Records shown:
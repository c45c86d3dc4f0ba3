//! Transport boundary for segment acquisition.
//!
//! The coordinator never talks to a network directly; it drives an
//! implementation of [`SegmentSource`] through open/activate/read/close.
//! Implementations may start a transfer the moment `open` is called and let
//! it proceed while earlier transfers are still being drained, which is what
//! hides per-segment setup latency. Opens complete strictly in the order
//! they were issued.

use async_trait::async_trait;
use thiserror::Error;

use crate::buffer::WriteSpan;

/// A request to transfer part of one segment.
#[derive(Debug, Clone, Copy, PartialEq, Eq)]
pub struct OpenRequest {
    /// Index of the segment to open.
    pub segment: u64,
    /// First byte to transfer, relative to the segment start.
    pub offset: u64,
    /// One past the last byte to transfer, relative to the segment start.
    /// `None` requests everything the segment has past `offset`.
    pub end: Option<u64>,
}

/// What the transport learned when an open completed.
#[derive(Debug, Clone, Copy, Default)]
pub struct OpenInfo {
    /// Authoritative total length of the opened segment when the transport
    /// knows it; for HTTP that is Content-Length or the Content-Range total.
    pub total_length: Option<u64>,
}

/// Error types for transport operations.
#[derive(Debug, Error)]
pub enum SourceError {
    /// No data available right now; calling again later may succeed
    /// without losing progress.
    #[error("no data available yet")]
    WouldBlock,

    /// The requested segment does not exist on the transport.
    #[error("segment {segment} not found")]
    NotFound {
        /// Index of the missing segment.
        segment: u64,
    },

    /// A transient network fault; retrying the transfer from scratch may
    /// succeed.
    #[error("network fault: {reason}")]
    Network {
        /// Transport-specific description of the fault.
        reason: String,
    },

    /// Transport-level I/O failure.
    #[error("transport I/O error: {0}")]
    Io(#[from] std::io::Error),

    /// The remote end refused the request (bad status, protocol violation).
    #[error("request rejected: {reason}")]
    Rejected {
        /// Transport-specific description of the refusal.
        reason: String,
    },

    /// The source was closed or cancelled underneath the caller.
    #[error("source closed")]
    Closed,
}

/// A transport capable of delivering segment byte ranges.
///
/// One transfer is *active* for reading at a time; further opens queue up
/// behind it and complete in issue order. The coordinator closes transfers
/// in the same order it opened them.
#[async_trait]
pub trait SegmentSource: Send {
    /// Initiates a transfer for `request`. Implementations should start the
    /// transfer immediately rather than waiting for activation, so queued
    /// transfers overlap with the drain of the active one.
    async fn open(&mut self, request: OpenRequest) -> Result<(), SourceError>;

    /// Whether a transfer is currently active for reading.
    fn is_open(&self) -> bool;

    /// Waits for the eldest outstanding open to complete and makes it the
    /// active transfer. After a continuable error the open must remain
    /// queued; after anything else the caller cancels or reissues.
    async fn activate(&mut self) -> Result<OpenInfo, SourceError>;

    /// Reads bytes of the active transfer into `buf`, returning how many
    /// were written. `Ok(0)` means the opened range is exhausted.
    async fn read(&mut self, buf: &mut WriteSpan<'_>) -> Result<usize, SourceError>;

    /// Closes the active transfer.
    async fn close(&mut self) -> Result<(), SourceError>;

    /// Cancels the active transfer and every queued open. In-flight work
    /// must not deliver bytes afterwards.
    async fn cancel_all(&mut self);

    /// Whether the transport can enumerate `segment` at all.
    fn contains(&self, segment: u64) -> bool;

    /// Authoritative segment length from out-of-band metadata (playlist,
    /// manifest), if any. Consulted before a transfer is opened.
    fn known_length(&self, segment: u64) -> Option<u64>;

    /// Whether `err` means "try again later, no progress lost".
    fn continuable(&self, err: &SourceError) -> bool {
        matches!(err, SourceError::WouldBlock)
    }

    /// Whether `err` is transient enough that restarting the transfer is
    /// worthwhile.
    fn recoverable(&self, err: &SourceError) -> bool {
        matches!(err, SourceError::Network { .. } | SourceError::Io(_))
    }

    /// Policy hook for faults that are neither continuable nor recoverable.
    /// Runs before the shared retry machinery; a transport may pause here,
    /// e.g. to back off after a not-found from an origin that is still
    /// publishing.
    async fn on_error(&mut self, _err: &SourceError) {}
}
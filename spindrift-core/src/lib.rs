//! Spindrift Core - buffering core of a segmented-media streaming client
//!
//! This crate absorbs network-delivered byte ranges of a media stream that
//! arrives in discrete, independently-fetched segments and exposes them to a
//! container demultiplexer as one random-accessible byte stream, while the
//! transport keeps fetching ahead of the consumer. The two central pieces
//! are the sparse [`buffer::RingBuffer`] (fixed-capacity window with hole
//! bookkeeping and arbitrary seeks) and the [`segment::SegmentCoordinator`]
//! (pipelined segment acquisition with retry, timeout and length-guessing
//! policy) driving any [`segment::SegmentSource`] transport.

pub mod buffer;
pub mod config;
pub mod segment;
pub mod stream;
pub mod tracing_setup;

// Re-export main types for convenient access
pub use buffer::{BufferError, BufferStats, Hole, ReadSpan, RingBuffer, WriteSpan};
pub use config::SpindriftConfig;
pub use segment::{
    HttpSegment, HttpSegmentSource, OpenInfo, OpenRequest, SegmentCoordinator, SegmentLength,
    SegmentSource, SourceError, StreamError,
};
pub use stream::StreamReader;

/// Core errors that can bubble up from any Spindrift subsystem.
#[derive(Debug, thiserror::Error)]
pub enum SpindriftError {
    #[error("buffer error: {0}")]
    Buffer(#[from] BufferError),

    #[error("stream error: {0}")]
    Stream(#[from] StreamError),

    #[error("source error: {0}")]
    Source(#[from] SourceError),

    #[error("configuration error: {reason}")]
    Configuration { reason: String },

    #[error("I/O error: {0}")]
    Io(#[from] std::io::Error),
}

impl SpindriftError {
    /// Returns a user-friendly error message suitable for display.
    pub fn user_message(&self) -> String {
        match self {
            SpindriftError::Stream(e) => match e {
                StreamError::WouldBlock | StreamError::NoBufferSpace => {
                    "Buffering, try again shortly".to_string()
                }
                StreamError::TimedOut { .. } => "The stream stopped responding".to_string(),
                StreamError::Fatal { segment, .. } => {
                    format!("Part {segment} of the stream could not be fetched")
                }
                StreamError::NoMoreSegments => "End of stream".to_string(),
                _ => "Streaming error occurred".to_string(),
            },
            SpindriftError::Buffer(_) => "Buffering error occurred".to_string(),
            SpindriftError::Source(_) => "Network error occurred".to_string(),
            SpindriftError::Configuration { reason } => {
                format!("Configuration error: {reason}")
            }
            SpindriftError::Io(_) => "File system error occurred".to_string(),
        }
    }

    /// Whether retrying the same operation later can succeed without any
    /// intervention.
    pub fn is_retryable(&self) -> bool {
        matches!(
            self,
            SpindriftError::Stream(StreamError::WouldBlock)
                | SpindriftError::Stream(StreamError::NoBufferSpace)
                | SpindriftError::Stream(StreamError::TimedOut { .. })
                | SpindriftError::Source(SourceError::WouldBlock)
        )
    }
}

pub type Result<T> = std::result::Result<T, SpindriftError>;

What the exercise asks:
Filter the records above down to the lines that hold the string "struct".

Written answer:
pub struct OpenRequest {
pub struct OpenInfo {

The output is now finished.